At the local level, people are discovering power they didn't know they had. This group of ranchers and Northern Cheyenne tribal members collaborated to stop a massive coal mine in southeast Montana. (photo: Sarah van Gelder)

Amid Election Chaos, Communities Show Where the Real Power Is
By Sarah van Gelder, YES! Magazine
30 May 16
In every community I visited, I found people working hard to lay a different foundation for our society.
year ago, it looked like we were in for a tedious election with yet another Bush pitted against another Clinton. Not so, as it turned out.
Inside the Beltway, they didn’t see it coming, but I wasn’t surprised that millions of voters defied the political establishment and chose to support Donald Trump and Bernie Sanders. I spent 18 weeks on a road trip last year visiting communities across the United States, and I found an America that has lost faith in the status quo. There is real disquiet among the American people, with two out of three saying they are dissatisfied with the direction of the country, according to the Pew Research Center.
Economic pain is the most obvious reason so many feel alienated. Many economists tell Americans we should be celebrating the recovery, but I found communities stuck in poverty and debt and lacking affordable health care, decent housing, and even safe water. We are told it is our own fault if we are struggling, even though the structure of the economy has shifted profoundly to the advantage of the superrich.
The crisis isn’t just economic, though: Racism, especially in the criminal justice system, continues to limit the future of many people of color, while climate change is drying up fertile lands and causing wildfires, floods, and extreme weather all over the country.
But in every community I visited, I found people working hard to lay a different foundation for our society.
For many reasons, the people I met distrust big transnational corporations and their ties to the political establishment. Whether because of job exports, reckless treatment of the environment, or the damage done by big box stores to local businesses, I found people everywhere looking for ways to build a different sort of economy, starting with locally rooted businesses and nonprofits, but also cooperatives, land trusts, food hubs, and urban farms.
In communities where more young people get caught up in the school-to-prison pipeline than go to college, I talked to people creating alternatives to mass incarceration by bringing restorative justice into schools and policing.
And as sea ice melts and coastlines flood, and the collateral damage of coal, oil, and gas extraction add up, I met people who are standing up to the fossil-fuel industry, saying “no” to fracking, pipelines, coal strip mines, and tar sands extraction, while saying “yes” to renewables and restorative farming.
The political establishment in the United States is losing legitimacy as it fails to deliver the basic things people expect from their government: economic opportunity, security, fairness, and a viable future. When a system loses legitimacy—as did the apartheid system in South Africa and slavery in the United States—it is like the rotting of a foundation. You can’t predict when or how the structure will buckle or collapse, but you can be pretty sure that it will.

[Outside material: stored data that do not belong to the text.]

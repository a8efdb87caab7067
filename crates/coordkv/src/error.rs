//! Error types for the KV layer

use reqwest::StatusCode;
use thiserror::Error;

/// Errors that can occur talking to a KV backend
#[derive(Error, Debug)]
pub enum KvError {
    /// The endpoint could not be reached (no HTTP response was received)
    #[error("Connection to {endpoint} failed: {source}")]
    Connection {
        endpoint: String,
        #[source]
        source: reqwest::Error,
    },

    #[error("No endpoints available")]
    NoPeers,

    #[error("Key not found: {0}")]
    KeyNotFound(String),

    #[error("Expected action \"{expected}\", got \"{actual}\"")]
    UnexpectedAction {
        expected: &'static str,
        actual: String,
    },

    #[error("Response mismatch: {0}")]
    Mismatch(String),

    #[error("Backend returned status {status}: {message}")]
    Status { status: StatusCode, message: String },

    #[error("Decode error: {0}")]
    Decode(String),

    #[error("Serialization error: {0}")]
    Serialization(#[from] serde_json::Error),

    #[error("HTTP client error: {0}")]
    Client(String),

    #[error("Invalid configuration: {0}")]
    InvalidConfig(String),

    /// The backend was shut down and accepts no further operations
    #[error("KV backend has been shut down")]
    ShutDown,
}

impl KvError {
    /// True when the backend confirmed that the key does not exist
    pub fn is_not_found(&self) -> bool {
        matches!(self, KvError::KeyNotFound(_))
    }

    /// True for connection-level failures, the only errors etcd fails over on
    pub fn is_transport(&self) -> bool {
        matches!(self, KvError::Connection { .. } | KvError::NoPeers)
    }
}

From Montana ranches to Detroit neighborhoods to Appalachian hamlets, I met people who understand that this system is failing. Donald Trump appeals to some who see the decay, but he offers nothing to build on—just hate, authoritarianism, and more power for a wealthy elite.
Bernie Sanders’ political revolution—regardless of who gets the nomination—has galvanized the yearnings of millions for a society that puts the common good ahead of corporate profits.
My road trip left me convinced, though, that the most powerful work for change is happening one community at a time. The local level is where people are creating ways of life that work for themselves, their communities, and the ecological systems that support all life. It’s at the local level where people feel their power. This work is rarely covered in the media, and even the best local efforts can be defeated by powerful corporate interests and the political insiders who support them. The hate and division represented by the Trump candidacy could still be in our future, especially when frustration turns into despair and nihilism. But this unusual election season is opening up opportunities for local changemakers, in partnership with enlightened national leaders, to set a direction for our country that will benefit everyone—including Trump’s supporters. The stakes have never been higher.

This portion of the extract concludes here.